Bayle started, and flushed like some guilty creature, for he had come suddenly upon old Gemp as he supposed, though the reverse was really the case.
“Going for a walk, sir?” said Gemp, pointing at him, and scanning his face searchingly.
“Yes, Mr Gemp. Fine morning, is it not?”
Gemp stood shaving himself with one finger, as the curate passed on, and made a curious rasping noise as the rough finger passed over the stubble. Then he shook his head and began to follow slowly and at a long distance.
“I felt as if that man could read my very thoughts,” said Bayle, as he went along the street, past the bank, and out into the north road that led towards the mill.
He shuddered as he passed Dixons’, and pictured to himself what would happen if the doors were closed and an excited crowd of depositors were hungering for their money.
“It must be stopped at any cost,” he muttered; and once more the sweet sad face of Millicent seemed to be looking into his for help.

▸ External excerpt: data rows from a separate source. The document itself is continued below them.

//! `lawxygen` command line: manage `site.toml` and render the static page.

use std::fs;
use std::path::{Path, PathBuf};

use anyhow::{Context, Result, bail};
use clap::{Parser, Subcommand};
use tracing::info;

use lawxygen::content::SiteContent;
use lawxygen::controller::ConsultationSnapshot;
use lawxygen::core::carousel::CarouselState;
use lawxygen::core::invariants::validate_content;
use lawxygen::exit_codes;
use lawxygen::io::config::{DEFAULT_CONFIG_FILE, SiteConfig, load_config, write_config};
use lawxygen::logging;
use lawxygen::render::{PageRenderer, PageView, current_year};

#[derive(Parser)]
#[command(
    name = "lawxygen",
    version,
    about = "LawXygen landing page tooling"
)]
struct Cli {
    /// Path to the site config file.
    #[arg(long, global = true, default_value = DEFAULT_CONFIG_FILE)]
    config: PathBuf,

    #[command(subcommand)]
    command: Command,
}

#[derive(Subcommand)]
enum Command {
    /// Write a default `site.toml`.
    Init {
        /// Overwrite an existing file.
        #[arg(short, long)]
        force: bool,
    },
    /// Check config and content invariants (unique testimonial ids, ratings, anchors).
    Validate,
    /// Render the initial page (first testimonial, empty form).
    Render {
        /// Write HTML here instead of stdout.
        #[arg(short, long)]
        out: Option<PathBuf>,
    },
}

fn main() {
    logging::init(logging::CLI_DEFAULT_FILTER);
    if let Err(err) = run() {
        eprintln!("{:#}", err);
        std::process::exit(exit_codes::INVALID);
    }
}

fn run() -> Result<()> {
    let cli = Cli::parse();
    match cli.command {
        Command::Init { force } => cmd_init(&cli.config, force),
        Command::Validate => cmd_validate(&cli.config),
        Command::Render { out } => cmd_render(&cli.config, out.as_deref()),
    }
}

fn cmd_init(path: &Path, force: bool) -> Result<()> {
    if !force && path.exists() {
        info!(path = %path.display(), "config exists, leaving it untouched");
        return Ok(());
    }
    write_config(path, &SiteConfig::default())
        .with_context(|| format!("write {}", path.display()))?;
    info!(path = %path.display(), "config written");
    Ok(())
}

fn cmd_validate(path: &Path) -> Result<()> {
    load_config(path)?;
    let errors = validate_content(&SiteContent::lawxygen());
    if !errors.is_empty() {
        bail!("content violations:\n- {}", errors.join("\n- "));
    }
    println!("ok");
    Ok(())
}

fn cmd_render(path: &Path, out: Option<&Path>) -> Result<()> {
    let config = load_config(path)?;
    let html = render_initial(&config, &SiteContent::lawxygen())?;
    match out {
        Some(out) => {
            fs::write(out, html).with_context(|| format!("write {}", out.display()))?;
            info!(path = %out.display(), "page written");
        }
        None => print!("{}", html),
    }
    Ok(())
}

/// Page as a fresh visitor sees it, without a live session.
fn render_initial(config: &SiteConfig, content: &SiteContent) -> Result<String> {
    let carousel = CarouselState::new(content.testimonials.len())?;
    PageRenderer::new().render_page(&PageView {
        config,
        content,
        carousel,
        consultation: &ConsultationSnapshot::default(),
        session_id: None,
        year: current_year(),
    })
}

#[cfg(test)]
mod tests {
    use super::*;

    #[test]
    fn parse_init() {
        let cli = Cli::parse_from(["lawxygen", "init"]);
        assert!(matches!(cli.command, Command::Init { force: false }));
        assert_eq!(cli.config, PathBuf::from(DEFAULT_CONFIG_FILE));
    }

    #[test]
    fn parse_init_force() {
        let cli = Cli::parse_from(["lawxygen", "init", "--force"]);
        assert!(matches!(cli.command, Command::Init { force: true }));
    }

    #[test]
    fn parse_render_with_global_config() {
        let cli = Cli::parse_from(["lawxygen", "render", "--out", "page.html", "--config", "x.toml"]);
        assert_eq!(cli.config, PathBuf::from("x.toml"));
        match cli.command {
            Command::Render { out } => assert_eq!(out, Some(PathBuf::from("page.html"))),
            _ => panic!("expected render"),
        }
    }

    #[test]
    fn initial_render_has_no_session() {
        let html = render_initial(&SiteConfig::default(), &SiteContent::lawxygen()).expect("render");
        assert!(!html.contains("data-session"));
        assert!(html.contains(r#"data-phase="idle""#));
    }

    #[test]
    fn initial_render_rejects_empty_carousel() {
        let mut content = SiteContent::lawxygen();
        content.testimonials.clear();
        let err = render_initial(&SiteConfig::default(), &content).expect_err("empty");
        assert!(err.to_string().contains("testimonial"));
    }
}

“I ought to have suspected him before,” he continued; “but how could I, when even Sir Gordon could see no wrong? Ha! Yes. Perhaps Thickens is mistaken after all. It may be, as he said, only suspicion.”

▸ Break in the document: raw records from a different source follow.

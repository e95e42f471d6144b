//! Core of the LawXygen landing page.
//!
//! The page has two interactive pieces, a testimonial carousel and a
//! consultation request form. Their behavior is split the same way for both:
//!
//! - **[`core`]**: Pure state machines (navigation, form lifecycle,
//!   validation). No clocks, no I/O, fully testable in isolation.
//! - **[`controller`]**: Async tasks that own a state machine and drive its
//!   timed transitions (carousel lock release, post-submit reset,
//!   notification dismissal).
//!
//! Static copy lives in [`content`], HTML rendering in [`render`], and
//! `site.toml` handling in [`io`].

pub mod content;
pub mod controller;
pub mod core;
pub mod exit_codes;
pub mod io;
pub mod logging;
pub mod render;
#[cfg(any(test, feature = "test-support"))]
pub mod test_support;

His heart seemed like lead, though, the next moment, as he neared the clerk’s house. Thickens was too just, too careful a man to have been wrong.

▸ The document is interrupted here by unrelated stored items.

//! Site configuration stored in `site.toml`.

use std::fs;
use std::path::Path;
use std::time::Duration;

use anyhow::{Context, Result, anyhow};
use serde::{Deserialize, Serialize};
use tracing::debug;

use crate::controller::ConsultationTimings;

/// Default config file name, relative to the working directory.
pub const DEFAULT_CONFIG_FILE: &str = "site.toml";

/// Site configuration (TOML).
///
/// Intended to be edited by humans. Missing fields and sections fall back to
/// the values the page was designed around.
#[derive(Debug, Clone, Default, Serialize, Deserialize, PartialEq, Eq)]
#[serde(default)]
pub struct SiteConfig {
    pub page: PageConfig,
    pub carousel: CarouselConfig,
    pub consultation: ConsultationConfig,
    pub server: ServerConfig,
}

#[derive(Debug, Clone, Serialize, Deserialize, PartialEq, Eq)]
#[serde(default)]
pub struct PageConfig {
    /// Document title.
    pub title: String,

    /// Pixels left above a section when following an in-page anchor, so the
    /// fixed navigation bar does not cover the heading.
    pub scroll_offset_px: u32,
}

impl Default for PageConfig {
    fn default() -> Self {
        Self {
            title: "LawXygen - Legal, Tax and Compliance Services".to_string(),
            scroll_offset_px: 100,
        }
    }
}

#[derive(Debug, Clone, Serialize, Deserialize, PartialEq, Eq)]
#[serde(default)]
pub struct CarouselConfig {
    /// Slide transition length; navigation is locked for the same window.
    pub transition_ms: u64,
}

impl Default for CarouselConfig {
    fn default() -> Self {
        Self { transition_ms: 500 }
    }
}

#[derive(Debug, Clone, Serialize, Deserialize, PartialEq, Eq)]
#[serde(default)]
pub struct ConsultationConfig {
    /// Latency of the simulated submission.
    pub submit_latency_ms: u64,

    /// How long the acknowledgement stays up before the form resets.
    pub reset_after_ms: u64,

    /// Display window of toast notifications.
    pub notification_ms: u64,
}

impl Default for ConsultationConfig {
    fn default() -> Self {
        Self {
            submit_latency_ms: 1_500,
            reset_after_ms: 3_000,
            notification_ms: 5_000,
        }
    }
}

impl ConsultationConfig {
    pub fn timings(&self) -> ConsultationTimings {
        ConsultationTimings {
            reset_after: Duration::from_millis(self.reset_after_ms),
            notification: Duration::from_millis(self.notification_ms),
        }
    }
}

#[derive(Debug, Clone, Serialize, Deserialize, PartialEq, Eq)]
#[serde(default)]
pub struct ServerConfig {
    /// Tear down page sessions idle for longer than this.
    pub session_idle_secs: u64,

    /// Refuse new page sessions beyond this many live ones.
    pub max_sessions: usize,
}

impl Default for ServerConfig {
    fn default() -> Self {
        Self {
            session_idle_secs: 30 * 60,
            max_sessions: 1_024,
        }
    }
}

impl SiteConfig {
    pub fn validate(&self) -> Result<()> {
        if self.page.title.trim().is_empty() {
            return Err(anyhow!("page.title must not be empty"));
        }
        if self.carousel.transition_ms == 0 {
            return Err(anyhow!("carousel.transition_ms must be > 0"));
        }
        if self.consultation.reset_after_ms == 0 {
            return Err(anyhow!("consultation.reset_after_ms must be > 0"));
        }
        if self.consultation.notification_ms == 0 {
            return Err(anyhow!("consultation.notification_ms must be > 0"));
        }
        if self.server.session_idle_secs == 0 {
            return Err(anyhow!("server.session_idle_secs must be > 0"));
        }
        if self.server.max_sessions == 0 {
            return Err(anyhow!("server.max_sessions must be > 0"));
        }
        Ok(())
    }
}

/// Load config from a TOML file.
///
/// If the file is missing, returns `SiteConfig::default()`.
pub fn load_config(path: &Path) -> Result<SiteConfig> {
    if !path.exists() {
        debug!(path = %path.display(), "config missing, using defaults");
        let cfg = SiteConfig::default();
        cfg.validate()?;
        return Ok(cfg);
    }
    let contents = fs::read_to_string(path).with_context(|| format!("read {}", path.display()))?;
    let cfg: SiteConfig =
        toml::from_str(&contents).with_context(|| format!("parse {}", path.display()))?;
    cfg.validate()
        .with_context(|| format!("validate {}", path.display()))?;
    debug!(path = %path.display(), "config loaded");
    Ok(cfg)
}

/// Atomically write config to disk (temp file + rename).
pub fn write_config(path: &Path, cfg: &SiteConfig) -> Result<()> {
    cfg.validate()?;
    let mut buf = toml::to_string_pretty(cfg).context("serialize config toml")?;
    buf.push('\n');
    write_atomic(path, &buf)
}

fn write_atomic(path: &Path, contents: &str) -> Result<()> {
    let parent = path
        .parent()
        .with_context(|| format!("config path missing parent {}", path.display()))?;
    if !parent.as_os_str().is_empty() {
        fs::create_dir_all(parent)
            .with_context(|| format!("create directory {}", parent.display()))?;
    }
    let tmp_path = path.with_extension("toml.tmp");
    fs::write(&tmp_path, contents)
        .with_context(|| format!("write temp config {}", tmp_path.display()))?;
    fs::rename(&tmp_path, path).with_context(|| format!("replace config {}", path.display()))?;
    Ok(())
}

#[cfg(test)]
mod tests {
    use super::*;

    #[test]
    fn load_missing_returns_default() {
        let temp = tempfile::tempdir().expect("tempdir");
        let cfg = load_config(&temp.path().join("missing.toml")).expect("load");
        assert_eq!(cfg, SiteConfig::default());
    }

    #[test]
    fn write_then_load_round_trips() {
        let temp = tempfile::tempdir().expect("tempdir");
        let path = temp.path().join("site.toml");
        let mut cfg = SiteConfig::default();
        cfg.carousel.transition_ms = 750;
        write_config(&path, &cfg).expect("write");
        let loaded = load_config(&path).expect("load");
        assert_eq!(loaded, cfg);
    }

    #[test]
    fn partial_file_fills_missing_sections() {
        let temp = tempfile::tempdir().expect("tempdir");
        let path = temp.path().join("site.toml");
        fs::write(&path, "[consultation]\nsubmit_latency_ms = 10\n").expect("write");

        let cfg = load_config(&path).expect("load");
        assert_eq!(cfg.consultation.submit_latency_ms, 10);
        assert_eq!(cfg.consultation.reset_after_ms, 3_000);
        assert_eq!(cfg.carousel.transition_ms, 500);
        assert_eq!(cfg.page.scroll_offset_px, 100);
    }

    #[test]
    fn zero_transition_is_rejected() {
        let temp = tempfile::tempdir().expect("tempdir");
        let path = temp.path().join("site.toml");
        fs::write(&path, "[carousel]\ntransition_ms = 0\n").expect("write");

        let err = load_config(&path).expect_err("invalid");
        assert!(format!("{:#}", err).contains("carousel.transition_ms"));
    }
}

He stopped, and rapped with his knuckles at the door directly after, to find it opened by Thickens himself, and, as the clerk drew back, he passed in, ignorant of the fact that Gemp was shaving himself with his rough forefinger a hundred yards away, and saying to himself, “Which is it? Thickens going to marry skinny Heathery on the sly; or something wrong? I shan’t be long before I know.”